WHAT TO DO: Working from the entries below, give again each line from the first through the one containing "use features::TableLayout;", exactly and with nothing else.

STORED DATA START

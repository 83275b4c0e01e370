//! YAML run configuration.
//!
//! A run file names the feature table, the token input and the output, and
//! carries the fingerprint and candidate settings. Every section except
//! `features.table` and `input.tokens` may be omitted.
//!
//! ```yaml
//! version: "1.0"
//! log_level: info
//! log_json: false
//!
//! features:
//!   table: data/phoible.csv
//!   delimiter: ","
//!   language_column: ISO6393
//!   phoneme_column: Phoneme
//!   first_feature_column: 11
//!   on_missing: abort          # or skip_token
//!
//! simhash:
//!   version: 1
//!   hash_bits: 128
//!   ngram_sizes: [1, 2, 3]
//!   features: [stride, stride_transposed, rows, columns]
//!   seed: 0
//!   backend: xxh3_128
//!   use_parallel: true
//!
//! candidates:
//!   window: 10
//!   bands: 64
//!   use_parallel: true
//!
//! input:
//!   tokens: data/words.tsv
//!   queries: data/queries.tsv   # optional; switches to search mode
//!
//! output:
//!   path: out/report.tsv        # optional; stdout when absent
//!   precision: 3
//! ```

use std::fs;
use std::path::{Path, PathBuf};

use features::TableLayout;
use matcher::CandidateConfig;
use serde::{Deserialize, Serialize};
use simhash::SimHashConfig;
use thiserror::Error;

use crate::FeaturePolicy;

/// Errors that can occur when loading a run configuration.
#[derive(Debug, Error)]
pub enum ConfigLoadError {
    #[error("failed to read config file: {0}")]
    FileRead(#[from] std::io::Error),

    #[error("failed to parse YAML: {0}")]
    YamlParse(#[from] serde_yaml::Error),

    #[error("validation error: {0}")]
    Validation(String),

    #[error("unsupported config version: {0}")]
    UnsupportedVersion(String),
}

/// Top-level run configuration.
#[derive(Debug, Clone, Serialize, Deserialize)]
pub struct RunConfig {
    /// Configuration format version.
    pub version: String,

    /// Default tracing filter; `RUST_LOG` takes precedence.
    #[serde(default = "default_log_level")]
    pub log_level: String,

    /// Emit logs as JSON lines.
    #[serde(default)]
    pub log_json: bool,

    pub features: FeaturesSection,

    #[serde(default)]
    pub simhash: SimHashConfig,

    #[serde(default)]
    pub candidates: CandidateConfig,

    pub input: InputSection,

    #[serde(default)]
    pub output: OutputSection,
}

/// Where the phoneme feature table lives and how to read it.
#[derive(Debug, Clone, Serialize, Deserialize)]
pub struct FeaturesSection {
    pub table: PathBuf,

    #[serde(flatten)]
    pub layout: TableLayout,

    #[serde(default)]
    pub on_missing: FeaturePolicy,
}

#[derive(Debug, Clone, Serialize, Deserialize)]
pub struct InputSection {
    /// Tab-separated token file: `language<TAB>graphemes<TAB>p1 p2 ...`.
    pub tokens: PathBuf,

    /// Optional query tokens in the same format.
    #[serde(default)]
    pub queries: Option<PathBuf>,
}

#[derive(Debug, Clone, Serialize, Deserialize)]
pub struct OutputSection {
    #[serde(default)]
    pub path: Option<PathBuf>,

    /// Significant digits of the similarity score column.
    #[serde(default = "default_precision")]
    pub precision: usize,
}

impl Default for OutputSection {
    fn default() -> Self {
        Self {
            path: None,
            precision: default_precision(),
        }
    }
}

fn default_log_level() -> String {
    "info".to_string()
}

fn default_precision() -> usize {
    3
}

impl RunConfig {
    /// Load a YAML configuration file from the given path.
    pub fn from_file<P: AsRef<Path>>(path: P) -> Result<Self, ConfigLoadError> {
        let content = fs::read_to_string(path)?;
        Self::from_yaml(&content)
    }

    /// Parse and validate YAML configuration from a string.
    pub fn from_yaml(yaml: &str) -> Result<Self, ConfigLoadError> {
        let config: RunConfig = serde_yaml::from_str(yaml)?;
        config.validate()?;
        Ok(config)
    }

    pub fn validate(&self) -> Result<(), ConfigLoadError> {
        match self.version.as_str() {
            "1.0" | "1" => {}
            v => return Err(ConfigLoadError::UnsupportedVersion(v.to_string())),
        }

        self.simhash
            .validate()
            .map_err(|e| ConfigLoadError::Validation(format!("simhash: {e}")))?;
        self.candidates
            .validate()
            .map_err(|e| ConfigLoadError::Validation(format!("candidates: {e}")))?;

        if self.features.table.as_os_str().is_empty() {
            return Err(ConfigLoadError::Validation(
                "features.table must not be empty".to_string(),
            ));
        }
        if self.input.tokens.as_os_str().is_empty() {
            return Err(ConfigLoadError::Validation(
                "input.tokens must not be empty".to_string(),
            ));
        }
        if self.output.precision == 0 {
            return Err(ConfigLoadError::Validation(
                "output.precision must be >= 1".to_string(),
            ));
        }
        Ok(())
    }
}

STORED DATA END

THE ANSWER:
repository 83275b4c0e01e370
//! YAML run configuration.
//!
//! A run file names the feature table, the token input and the output, and
//! carries the fingerprint and candidate settings. Every section except
//! `features.table` and `input.tokens` may be omitted.
//!
//! ```yaml
//! version: "1.0"
//! log_level: info
//! log_json: false
//!
//! features:
//!   table: data/phoible.csv
//!   delimiter: ","
//!   language_column: ISO6393
//!   phoneme_column: Phoneme
//!   first_feature_column: 11
//!   on_missing: abort          # or skip_token
//!
//! simhash:
//!   version: 1
//!   hash_bits: 128
//!   ngram_sizes: [1, 2, 3]
//!   features: [stride, stride_transposed, rows, columns]
//!   seed: 0
//!   backend: xxh3_128
//!   use_parallel: true
//!
//! candidates:
//!   window: 10
//!   bands: 64
//!   use_parallel: true
//!
//! input:
//!   tokens: data/words.tsv
//!   queries: data/queries.tsv   # optional; switches to search mode
//!
//! output:
//!   path: out/report.tsv        # optional; stdout when absent
//!   precision: 3
//! ```

use std::fs;
use std::path::{Path, PathBuf};

use features::TableLayout;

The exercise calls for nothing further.